Usa, polizia spara a 13enne autistico: la “Police Brutality” cresce anche in Italia?
Los Angeles, polizia spara a 13enne autistico: quando le forze dell’ordine diventano lo specchio di una società discriminatoria e violenta
Los Angeles: ragazzo autistico di 13 anni ha una crisi e dà in escandescenza. La madre, in preda al panico, chiama il 911. La polizia arrivata sul posto e spara al ragazzo: diversi colpi di arma da fuoco alla spalla, all’intestino, alla vescica e alla caviglia.
Usa, polizia spara a 13enne autistico
Sotto il mirino della polizia (letteralmente) è Linden Cameron, un ragazzo di 13 anni con diagnosi di autismo. La madre, Golda Barton, ha ripreso a lavorare dopo un anno di stasi e il ragazzino, appena tornata dal lavoro, ha avuto una crisi. Crisi alla quale la madre ha risposto con la volontà di portarlo in ospedale, chiamando per questo i soccorsi.
“Gliel’ho detto ai poliziotti…guardate, è disarmato, non ha nulla, si è solo arrabbiato e ha cominciato a urlare, è un ragazzino, sta cercando di ottenere attenzione”, queste le parole della donna a una tv locale. La polizia si è giustificata riferendo la “minaccia di un’arma”, arma che però non è stata trovata.
Usa, 13enne autistico colpito da forze dell’ordine, tra abuso di potere e superficialità
C’è da dire che la polizia statunitense spesso è stata artefice e protagonista di episodi tragici che tanto ricordano questo del piccolo Linden.
Un esempio eclatante è dato dall’omicidio di George Floyd che tanto ha fatto parlare di sé negli ultimi mesi.
La popolazione statunitense, infatti, è tra quelle con maggior tasso di criminalità e devianza endemica. Questa devianza si estende anche ai corpi di polizia, tanto da arrivare a parlare di police brutality.
Le forze dell’ordine degli Stati Uniti, hanno una storia macchiata di innumerevoli violenze. Dagli abusi psicologici, abusi di potere, corruzione ecc. e buona parte di questi crimini si sfogano contro le minoranze (specie afroamericane e ispaniche), da sempre vittime di discriminazione.

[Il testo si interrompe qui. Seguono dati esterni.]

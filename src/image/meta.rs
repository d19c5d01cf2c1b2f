use chrono::{DateTime, Utc};
use std::path::{Path, PathBuf};
use std::time::SystemTime;

/// Describes where the current image data originated.
#[derive(Debug, Clone)]
pub enum ImageOrigin {
    File(PathBuf),
    DroppedBytes { suggested_name: Option<String> },
    Clipboard,
    Download { url: String },
}

impl ImageOrigin {
    /// Human-readable label for UI display.
    pub const fn label(&self) -> &'static str {
        match self {
            Self::File(_) => "File on disk",
            Self::DroppedBytes { .. } => "Dropped data",
            Self::Clipboard => "Clipboard",
            Self::Download { .. } => "Downloaded",
        }
    }
}

/// Metadata describing a loaded image and its provenance.
#[derive(Debug, Clone)]
pub struct ImageMeta {
    origin: ImageOrigin,
    byte_len: Option<u64>,
    last_modified: Option<SystemTime>,
}

impl ImageMeta {
    /// Build metadata from a filesystem path (size and modified time when available).
    pub fn from_path(path: &Path) -> Self {
        let metadata = std::fs::metadata(path).ok();
        let (byte_len, last_modified) = metadata.map_or((None, None), |meta| {
            (Some(meta.len()), meta.modified().ok())
        });
        Self {
            origin: ImageOrigin::File(path.to_owned()),
            byte_len,
            last_modified,
        }
    }

    /// Build metadata for dropped bytes with optional name and modification time.
    pub fn from_dropped_bytes(
        name: Option<&str>,
        byte_len: usize,
        last_modified: Option<SystemTime>,
    ) -> Self {
        Self {
            origin: ImageOrigin::DroppedBytes {
                suggested_name: name.filter(|s| !s.is_empty()).map(ToOwned::to_owned),
            },
            byte_len: Some(byte_len as u64),
            last_modified,
        }
    }

    /// Build metadata for a clipboard image.
    pub const fn from_clipboard(byte_len: Option<u64>) -> Self {
        Self {
            origin: ImageOrigin::Clipboard,
            byte_len,
            last_modified: None,
        }
    }

    /// Build metadata for a downloaded image.
    pub fn from_download(url: String, byte_len: u64) -> Self {
        Self {
            origin: ImageOrigin::Download { url },
            byte_len: Some(byte_len),
            last_modified: None,
        }
    }

    /// Best-effort display name for the image source.
    pub fn display_name(&self) -> String {
        match &self.origin {
            ImageOrigin::File(path) => path
                .file_name()
                .and_then(|s| s.to_str())
                .map_or_else(|| path.display().to_string(), ToOwned::to_owned),
            ImageOrigin::DroppedBytes { suggested_name } => suggested_name
                .as_deref()
                .map_or_else(|| "Dropped image".to_string(), str::to_owned),
            ImageOrigin::Clipboard => "Clipboard image".to_string(),
            ImageOrigin::Download { url } => url
                .rsplit('/')
                .find(|segment| !segment.is_empty())
                .map_or_else(|| url.clone(), ToOwned::to_owned),
        }
    }

    /// Filesystem path when the image originated from disk.
    pub fn path(&self) -> Option<&Path> {
        match &self.origin {
            ImageOrigin::File(path) => Some(path.as_path()),
            ImageOrigin::DroppedBytes { .. }
            | ImageOrigin::Clipboard
            | ImageOrigin::Download { .. } => None,
        }
    }

    /// Source URL when the image was downloaded.
    pub fn url(&self) -> Option<&str> {
        match &self.origin {
            ImageOrigin::Download { url } => Some(url.as_str()),
            ImageOrigin::File(_) | ImageOrigin::DroppedBytes { .. } | ImageOrigin::Clipboard => {
                None
            }
        }
    }

    /// Short label describing the origin.
    pub const fn source_label(&self) -> &'static str {
        self.origin.label()
    }

    /// Byte length of the image data when known.
    pub const fn byte_len(&self) -> Option<u64> {
        self.byte_len
    }

    /// Last modification timestamp when known.
    pub const fn last_modified(&self) -> Option<SystemTime> {
        self.last_modified
    }
}

/// Format a byte count with binary units (KiB, MiB, ...).
pub fn human_readable_bytes(bytes: u64) -> String {
    const UNITS: [&str; 5] = ["B", "KiB", "MiB", "GiB", "TiB"];
    let mut value = bytes as f64;
    let mut unit_idx = 0;
    while value >= 1024.0 && unit_idx < UNITS.len() - 1 {
        value /= 1024.0;
        unit_idx += 1;
    }
    if unit_idx == 0 {
        format!("{bytes} {}", UNITS[unit_idx])
    } else {
        format!("{value:.2} {}", UNITS[unit_idx])
    }
}

/// Format a `SystemTime` as a UTC timestamp string.
pub fn format_system_time(time: SystemTime) -> String {
    let datetime: DateTime<Utc> = DateTime::from(time);
    datetime.format("%Y-%m-%d %H:%M:%S %Z").to_string()
}

/// Return a simplified aspect ratio plus an approximate decimal ratio string.
pub fn describe_aspect_ratio(size: [usize; 2]) -> Option<String> {
    let [w, h] = size;
    if w == 0 || h == 0 {
        return None;
    }
    let divisor = gcd_usize(w, h);
    let simple_w = w / divisor;
    let simple_h = h / divisor;
    let approx = w as f64 / h as f64;
    Some(format!("{simple_w}:{simple_h} (~{approx:.3}:1)"))
}

/// Compute total pixel count with saturating multiplication.
pub fn total_pixel_count(size: [usize; 2]) -> u64 {
    let w = u64::try_from(size[0]).unwrap_or(u64::MAX);
    let h = u64::try_from(size[1]).unwrap_or(u64::MAX);
    w.saturating_mul(h)
}

const fn gcd_usize(mut a: usize, mut b: usize) -> usize {
    while b != 0 {
        let tmp = a % b;
        a = b;
        b = tmp;
    }
    if a == 0 { 1 } else { a }
}

#[cfg(test)]
mod tests {
    use super::*;

    #[test]
    fn download_name_uses_last_url_segment() {
        let meta = ImageMeta::from_download("https://example.com/pics/cat.jpg".to_string(), 42);
        assert_eq!(meta.display_name(), "cat.jpg");
        assert_eq!(meta.source_label(), "Downloaded");
        assert_eq!(meta.byte_len(), Some(42));
        assert!(meta.path().is_none());
    }

    #[test]
    fn download_name_falls_back_past_trailing_slash() {
        let meta = ImageMeta::from_download("https://example.com/pics/".to_string(), 1);
        assert_eq!(meta.display_name(), "pics");
    }

    #[test]
    fn bytes_format_in_binary_units() {
        assert_eq!(human_readable_bytes(512), "512 B");
        assert_eq!(human_readable_bytes(2048), "2.00 KiB");
    }
}
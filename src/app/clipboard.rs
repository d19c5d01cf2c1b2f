use super::FilterdeckApp;
use crate::config::ImageLimits;
use crate::image::{ImageMeta, LoadedImage, ensure_pixel_budget};
use arboard::{Clipboard, Error as ClipboardError};
use egui::{ColorImage, Context};

struct ClipboardCapture {
    image: ColorImage,
    byte_len: usize,
}

impl FilterdeckApp {
    pub(crate) fn paste_image_from_clipboard(&mut self, ctx: &Context) {
        self.pending_image_task = None;
        match capture_clipboard_image(&self.config.effective_image_limits()) {
            Ok(captured) => {
                let meta = ImageMeta::from_clipboard(u64::try_from(captured.byte_len).ok());
                let name = meta.display_name();
                let loaded = LoadedImage::from_color_image(ctx, "primary_image", captured.image);
                self.set_primary_image(loaded, Some(meta));
                self.set_status(format!("Loaded {name}"));
            }
            Err(err) => self.set_status(err),
        }
    }
}

fn capture_clipboard_image(limits: &ImageLimits) -> Result<ClipboardCapture, String> {
    let mut clipboard = Clipboard::new().map_err(format_clipboard_error)?;
    let data = clipboard.get_image().map_err(format_clipboard_error)?;
    if data.width == 0 || data.height == 0 {
        return Err("Paste failed: clipboard image is empty.".to_string());
    }
    let width = u32::try_from(data.width)
        .map_err(|_| "Paste failed: clipboard image is too wide.".to_string())?;
    let height = u32::try_from(data.height)
        .map_err(|_| "Paste failed: clipboard image is too tall.".to_string())?;
    ensure_pixel_budget(limits, width, height).map_err(|err| format!("Paste failed: {err}."))?;

    let expected_len = data.width * data.height * 4;
    let bytes = data.bytes.into_owned();
    if bytes.len() < expected_len {
        return Err("Paste failed: clipboard image data is truncated.".to_string());
    }
    let image = ColorImage::from_rgba_unmultiplied(
        [data.width, data.height],
        &bytes[..expected_len],
    );
    Ok(ClipboardCapture {
        image,
        byte_len: expected_len,
    })
}

fn format_clipboard_error(err: ClipboardError) -> String {
    match err {
        ClipboardError::ContentNotAvailable => {
            "Paste failed: clipboard does not contain an image.".to_string()
        }
        ClipboardError::ClipboardNotSupported => {
            "Paste failed: clipboard access is not supported in this environment.".to_string()
        }
        ClipboardError::ClipboardOccupied => {
            "Paste failed: clipboard is busy; try again in a moment.".to_string()
        }
        ClipboardError::ConversionFailure => {
            "Paste failed: clipboard image could not be converted.".to_string()
        }
        ClipboardError::Unknown { description } => {
            format!("Paste failed: {description}")
        }
        _ => {
            format!("Paste failed: {err}")
        }
    }
}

La Costituzione, il cui secondo emendamento dà il diritto di possedere armi alla popolazione civile e non, non fa che legittimare la loro volontà di usare il pugno duro contro la criminalità. Rendendo però la polizia stessa “criminale”.
Violenza che genera violenza: il fenomeno della “police brutality”
In un Paese in cui le pistole sono facilmente reperibili anche nei supermercati è abbastanza scontato che cadano nelle mani sbagliate. E di conseguenza che si incrementi il tasso di criminalità, alla quale la polizia non fa che rispondere con altra violenza.
La “police brutality”, letteralmente brutalità poliziesca, viene spiegata soprattutto da fattori culturali. Questa cultura è infatti caratterizzata da un razzismo profondo che tende a etichettare (e stigmatizzare) ogni tipo di diversità e minoranza, supportata dal benestare della società e delle istituzioni.
Già durante la schiavitù e la Ricostruzione (1863-1877), la polizia si prodigò per reprimere la volontà e il desiderio di quegli afroamericani che tanto agognavano l’emancipazione.
Negli ultimi anni poi si è assistito all’incarcerazione di migliaia di latinos.
Segno di una cultura razzista che ha come leader le forze dell’ordine, le quali, piuttosto che garantire i diritti e proteggere le minoranze, non fanno che ghettizzarle e discriminarle ancor di più.
La polizia diviene dunque il riflesso della più ampia società in cui si trova, assimilando trend culturali caratterizzati da odio, repressione e discriminazione.
Affinché cambi questo modus operandi, occorrono dei cambiamenti radicali della società e della cultura stessa statunitense. Sebbene venga considerato un diritto di tutti quello di usare le armi per la propria legittima difesa, spesso questa più che difesa si trasforma in attacco e non fa che alimentare il circolo vizioso di odio e violenza a cui non si riesce a porre fine.